What you should do. Scan the entries below and tally the lines that include "clone". Return nothing but the tally.

(Dataset entries)
#[cfg(all(test, feature = "storage-local"))]
mod tests {
    use super::*;
    use crate::collect_stream;
    use bytes::Bytes;
    use std::time::Duration;
    use tempfile::tempdir;

    async fn storage(dir: &tempfile::TempDir) -> LocalStorage {
        LocalStorage::with_root(dir.path()).await.unwrap()
    }

    #[tokio::test]
    async fn test_local_storage_upload_download() {
        let dir = tempdir().unwrap();
        let storage = storage(&dir).await;

        let data = Bytes::from_static(b"test data");
        storage
            .upload_bytes("owner/2024/01/01/a/test.txt", data.clone(), "text/plain")
            .await
            .unwrap();

        let stream = storage.download("owner/2024/01/01/a/test.txt").await.unwrap();
        assert_eq!(collect_stream(stream).await.unwrap(), data);
        assert_eq!(storage.size("owner/2024/01/01/a/test.txt").await.unwrap(), 9);
    }

    #[tokio::test]
    async fn test_stream_upload_reports_bytes_written() {
        let dir = tempdir().unwrap();
        let storage = storage(&dir).await;

        let reader: ByteReader = Box::pin(std::io::Cursor::new(vec![7u8; 100_000]));
        let written = storage.upload("big.bin", reader, None, "application/octet-stream").await;
        assert_eq!(written.unwrap(), 100_000);

        let meta = storage.metadata("big.bin").await.unwrap();
        assert_eq!(meta.size, 100_000);
        assert_eq!(meta.content_type, "application/octet-stream");
    }

    #[tokio::test]
    async fn test_path_traversal_rejected() {
        let dir = tempdir().unwrap();
        let storage = storage(&dir).await;

        let result = storage.download("../../../etc/passwd").await;
        assert!(matches!(result, Err(StorageError::InvalidKey(_))));

        let result = storage.delete("../etc/passwd").await;
        assert!(matches!(result, Err(StorageError::InvalidKey(_))));

        let result = storage.exists("/etc/passwd").await;
        assert!(matches!(result, Err(StorageError::InvalidKey(_))));
    }

    #[tokio::test]
    async fn test_delete_twice_reports_not_found() {
        let dir = tempdir().unwrap();
        let storage = storage(&dir).await;

        storage
            .upload_bytes("a/b.txt", Bytes::from_static(b"x"), "text/plain")
            .await
            .unwrap();
        storage.delete("a/b.txt").await.unwrap();

        let second = storage.delete("a/b.txt").await;
        assert!(matches!(second, Err(StorageError::NotFound(_))));
        assert!(!storage.exists("a/b.txt").await.unwrap());
    }

    #[tokio::test]
    async fn test_download_missing_is_not_found() {
        let dir = tempdir().unwrap();
        let storage = storage(&dir).await;

        let result = storage.download("missing.jpg").await;
        assert!(matches!(result, Err(StorageError::NotFound(_))));
    }

    #[tokio::test]
    async fn test_copy_and_rename() {
        let dir = tempdir().unwrap();
        let storage = storage(&dir).await;

        let data = Bytes::from_static(b"original content");
        storage.upload_bytes("src/original.txt", data.clone(), "text/plain").await.unwrap();

        storage.copy("src/original.txt", "dst/copied.txt").await.unwrap();
        assert!(storage.exists("src/original.txt").await.unwrap());
        let copied = collect_stream(storage.download("dst/copied.txt").await.unwrap()).await;
        assert_eq!(copied.unwrap(), data);

        storage.rename("dst/copied.txt", "moved/final.txt").await.unwrap();
        assert!(!storage.exists("dst/copied.txt").await.unwrap());
        assert!(storage.exists("moved/final.txt").await.unwrap());
    }

    #[tokio::test]
    async fn test_list_prefix_recursive_and_flat() {
        let dir = tempdir().unwrap();
        let storage = storage(&dir).await;

        for key in ["o/a/1.jpg", "o/a/thumbnails/1_thumb.jpg", "o/b/2.jpg", "p/3.jpg"] {
            storage.upload_bytes(key, Bytes::from_static(b"x"), "image/jpeg").await.unwrap();
        }

        let all: Vec<_> = storage
            .list("o/", true)
            .await
            .unwrap()
            .into_iter()
            .map(|o| o.path)
            .collect();
        assert_eq!(all, vec!["o/a/1.jpg", "o/a/thumbnails/1_thumb.jpg", "o/b/2.jpg"]);

        let flat = storage.list("o/a/", false).await.unwrap();
        assert_eq!(flat.len(), 1);
        assert_eq!(flat[0].path, "o/a/1.jpg");

        assert!(storage.list("nothing/", true).await.unwrap().is_empty());
    }

    #[tokio::test]
    async fn test_presign_unsupported_without_network() {
        let dir = tempdir().unwrap();
        let storage = storage(&dir).await;

        assert!(!storage.supports_presigned_urls());
        let result = storage
            .presigned_upload_url("a.jpg", "image/jpeg", Duration::from_secs(60))
            .await;
        assert!(matches!(result, Err(StorageError::Unsupported { .. })));
        assert!(matches!(
            storage.public_url("a.jpg"),
            Err(StorageError::Unsupported { .. })
        ));
    }

    #[tokio::test]
    async fn test_public_url_with_base() {
        let dir = tempdir().unwrap();
        let mut config = LocalStorageConfig::new(dir.path());
        config.base_url = Some("http://localhost:3000/media/".into());
        let storage = LocalStorage::new(&config).await.unwrap();

        assert_eq!(
            storage.public_url("o/a.jpg").unwrap(),
            "http://localhost:3000/media/o/a.jpg"
        );
    }

    #[cfg(unix)]
    #[tokio::test]
    async fn test_file_mode_applied() {
        use std::os::unix::fs::PermissionsExt;

        let dir = tempdir().unwrap();
        let mut config = LocalStorageConfig::new(dir.path());
        config.file_mode = 0o600;
        let storage = LocalStorage::new(&config).await.unwrap();

        storage.upload_bytes("x/y.txt", Bytes::from_static(b"x"), "text/plain").await.unwrap();
        let meta = std::fs::metadata(dir.path().join("x/y.txt")).unwrap();
        assert_eq!(meta.permissions().mode() & 0o777, 0o600);
    }
}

Answer. 2